When we think about serverless at scale, most of us picture AWS Lambda or Google Cloud Functions handling a few thousand requests per second. Meta operates at a different level entirely.
Their internal platform called XFaaS processes trillions of function calls per day. At peak capacity, that is roughly 11.5 million function calls per second across more than 100,000 servers in dozens of datacenter regions.
The SOSP 2023 paper published by Meta’s engineering team reveals how they built this system. It is packed with lessons that apply to any developer building distributed systems.
This post breaks down what they did, why it works, and what you can steal for your own systems.
The Scale Meta Operates At
Let me put some numbers on this so you understand what we are dealing with:
| Metric | Value |
|---|---|
| Daily function calls | Trillions |
| Peak calls per second | 11.5 million |
| Servers | 100,000+ |
| Datacenter regions | Dozens |
| Average CPU utilization | 66% |
| Peak vs off-peak ratio | 4.3x |
That last number is important. Their traffic is not smooth. Peak demand is 4.3 times higher than off-peak. During spikes, they receive 20 million function calls within 15 minutes.
Most serverless platforms would fall over under these conditions.
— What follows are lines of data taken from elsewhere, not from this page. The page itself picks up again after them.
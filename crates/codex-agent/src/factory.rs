//! Builds a ready [`ModelAgent`] for a model identifier.

use anyhow::Result;
use codex_core::ModelId;
use tracing::info;

use crate::agent::ModelAgent;
use crate::backend::LoadOptions;
use crate::provider::ModelProvider;

const SYSTEM_PROMPT_TEMPLATE: &str = include_str!("../resources/prompt.txt");

/// The bundled system prompt shared by every model.
pub fn read_system_prompt_template() -> &'static str {
    SYSTEM_PROMPT_TEMPLATE
}

#[derive(Debug)]
pub struct AgentFactory<P> {
    provider: P,
    load_options: LoadOptions,
}

impl<P: ModelProvider> AgentFactory<P> {
    pub fn new(provider: P, load_options: LoadOptions) -> Self {
        Self {
            provider,
            load_options,
        }
    }

    /// Resolve `model`, make its weights available, load them, and wrap the
    /// result in the matching agent variant.
    ///
    /// Unsupported identifiers fail with `AppError::UnsupportedModel` before
    /// anything is downloaded or loaded. The credential is only used by models
    /// whose weights may be gated.
    pub async fn get_agent(&self, model: &str, credential: Option<&str>) -> Result<ModelAgent> {
        let model_id: ModelId = model.parse()?;
        self.build(model_id, credential).await
    }

    pub async fn build(&self, model: ModelId, credential: Option<&str>) -> Result<ModelAgent> {
        let credential = match model {
            ModelId::Qwen25Coder => credential,
            ModelId::Phi4Mini => None,
        };
        let path = self
            .provider
            .ensure_model_available(model, credential)
            .await?;
        let backend = self.provider.load_model(&path, &self.load_options).await?;
        info!(model = %model, path = %path.display(), "model loaded");
        Ok(ModelAgent::new(
            model,
            read_system_prompt_template(),
            backend,
        ))
    }
}

#[cfg(test)]
mod tests {
    use super::*;
    use crate::backend::InferenceBackend;
    use crate::sampling::SamplingParams;
    use async_trait::async_trait;
    use codex_core::AppError;
    use std::path::{Path, PathBuf};
    use std::sync::Mutex;
    use std::sync::atomic::{AtomicUsize, Ordering};

    struct EchoBackend;

    #[async_trait]
    impl InferenceBackend for EchoBackend {
        async fn complete(&self, _prompt: &str, _params: &SamplingParams) -> Result<String> {
            Ok("echo ok".to_string())
        }
    }

    #[derive(Default)]
    struct CountingProvider {
        ensure_calls: AtomicUsize,
        load_calls: AtomicUsize,
        credentials: Mutex<Vec<Option<String>>>,
    }

    #[async_trait]
    impl ModelProvider for CountingProvider {
        async fn ensure_model_available(
            &self,
            model: ModelId,
            credential: Option<&str>,
        ) -> Result<PathBuf> {
            self.ensure_calls.fetch_add(1, Ordering::SeqCst);
            self.credentials
                .lock()
                .expect("credential log lock poisoned")
                .push(credential.map(str::to_string));
            Ok(PathBuf::from(format!("/models/{}.gguf", model.as_str())))
        }

        async fn load_model(
            &self,
            _path: &Path,
            _options: &LoadOptions,
        ) -> Result<Box<dyn InferenceBackend>> {
            self.load_calls.fetch_add(1, Ordering::SeqCst);
            Ok(Box::new(EchoBackend))
        }
    }

    fn factory() -> AgentFactory<CountingProvider> {
        AgentFactory::new(CountingProvider::default(), LoadOptions::default())
    }

    #[test]
    fn test_template_is_not_empty() {
        assert!(!read_system_prompt_template().trim().is_empty());
    }

    #[tokio::test]
    async fn test_every_supported_model_gets_the_template() {
        let factory = factory();
        for model in ModelId::ALL {
            let agent = factory
                .get_agent(model.as_str(), None)
                .await
                .expect("every supported model should build");
            assert_eq!(agent.model_id(), model);
            assert_eq!(agent.system_prompt(), read_system_prompt_template());
        }
        assert_eq!(
            factory.provider.load_calls.load(Ordering::SeqCst),
            ModelId::ALL.len()
        );
    }

    #[tokio::test]
    async fn test_unsupported_model_constructs_nothing() {
        let factory = factory();
        let err = factory.get_agent("gpt-4", None).await.unwrap_err();
        match err.downcast_ref::<AppError>() {
            Some(AppError::UnsupportedModel(id)) => assert_eq!(id, "gpt-4"),
            other => panic!("expected UnsupportedModel, got {other:?}"),
        }
        assert_eq!(factory.provider.ensure_calls.load(Ordering::SeqCst), 0);
        assert_eq!(factory.provider.load_calls.load(Ordering::SeqCst), 0);
    }

    #[tokio::test]
    async fn test_credential_only_forwarded_for_gated_model() {
        let factory = factory();
        factory
            .get_agent("phi-4-mini", Some("hf_secret"))
            .await
            .expect("primary agent should build");
        factory
            .get_agent("qwen-2.5-coder", Some("hf_secret"))
            .await
            .expect("secondary agent should build");
        let credentials = factory.provider.credentials.lock().expect("credential log lock poisoned");
        assert_eq!(
            *credentials,
            vec![None, Some("hf_secret".to_string())]
        );
    }

    #[tokio::test]
    async fn test_built_agent_generates_through_loaded_backend() {
        let agent = factory()
            .get_agent("phi-4-mini", None)
            .await
            .expect("agent should build");
        assert_eq!(agent.generate("anything").await.expect("generation should succeed"), "echo ok");
    }
}
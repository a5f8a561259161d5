//! Usage screen printed for `--help` or an empty prompt.

use codex_core::ModelId;
use crossterm::style::Stylize;

pub fn help_text() -> String {
    let mut lines = vec![
        "=== Open Codex - Natural Language to CLI commands ==="
            .blue()
            .to_string(),
        "Usage examples:".blue().to_string(),
        "open-codex \"list all files in current directory\""
            .green()
            .to_string(),
        "open-codex --model qwen-2.5-coder --hf-token YOUR_TOKEN \"find python files\""
            .green()
            .to_string(),
        "open-codex \"create a tarball of the src directory\""
            .green()
            .to_string(),
        String::new(),
        "Available models:".blue().to_string(),
    ];

    for model in ModelId::ALL {
        let note = match model {
            ModelId::Phi4Mini => " (default)",
            ModelId::Qwen25Coder => " (requires Hugging Face authentication)",
        };
        lines.push(format!("  - {}{note}", model.as_str()).green().to_string());
    }

    lines.extend([
        String::new(),
        "Authentication:".blue().to_string(),
        "For Qwen 2.5 Coder, you can provide your Hugging Face token:"
            .green()
            .to_string(),
        "1. Via environment variable: export HUGGINGFACE_TOKEN=your_token"
            .green()
            .to_string(),
        "2. Via command line: --hf-token your_token".green().to_string(),
        String::new(),
        "Options:".blue().to_string(),
        "  --model <MODEL>     model to use".to_string(),
        "  --hf-token <TOKEN>  Hugging Face token (alias: --credential)".to_string(),
        "  --config <PATH>     config file override".to_string(),
        String::new(),
    ]);
    lines.join("\n")
}

pub fn print_help() {
    println!("{}", help_text());
}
Meta built something different.
Why 66% CPU Utilization Matters
Before diving into architecture, let me explain why that 66% CPU utilization number is such a big deal.
Typical cloud FaaS platforms run at much lower utilization rates. The problem is cold starts. When a function has not been called recently, the platform needs to spin up a new container, load the code, initialize the runtime, and then execute. This takes time, sometimes seconds.
To hide this latency, platforms keep containers warm and idle, waiting for requests. That means paying for servers that are sitting around doing nothing.
Meta cannot afford that. At their scale, every percentage point of wasted capacity means thousands of servers burning electricity for no reason. Getting to 66% utilization while maintaining performance is the result of careful engineering across the entire stack.
XFaaS Architecture Overview
The XFaaS platform has five main components. Each one solves a specific problem in handling serverless functions at scale.
flowchart LR
subgraph Entry["Entry Layer"]
S[Submitter]
end
subgraph Queue["Queue Layer"]
QLB[Queue Load Balancer]
DQ[(DurableQ)]
end
subgraph Execute["Execution Layer"]
SCH[Scheduler]
WP[Worker Pool]
end
S --> QLB
QLB --> DQ
DQ --> SCH
SCH --> WP
style Entry fill:#e3f2fd,stroke:#1565c0,stroke-width:2px
style Queue fill:#fff8e1,stroke:#f9a825,stroke-width:2px
style Execute fill:#e8f5e9,stroke:#388e3c,stroke-width:2px
Let me explain what each component does.
1. Submitter: The Gatekeeper
The Submitter is the entry point for all function calls. Its main job is protecting the system from overload.
Before XFaaS had this component, clients talked directly to downstream systems. This caused problems. A misbehaving service could exhaust resources and bring down functions for everyone else.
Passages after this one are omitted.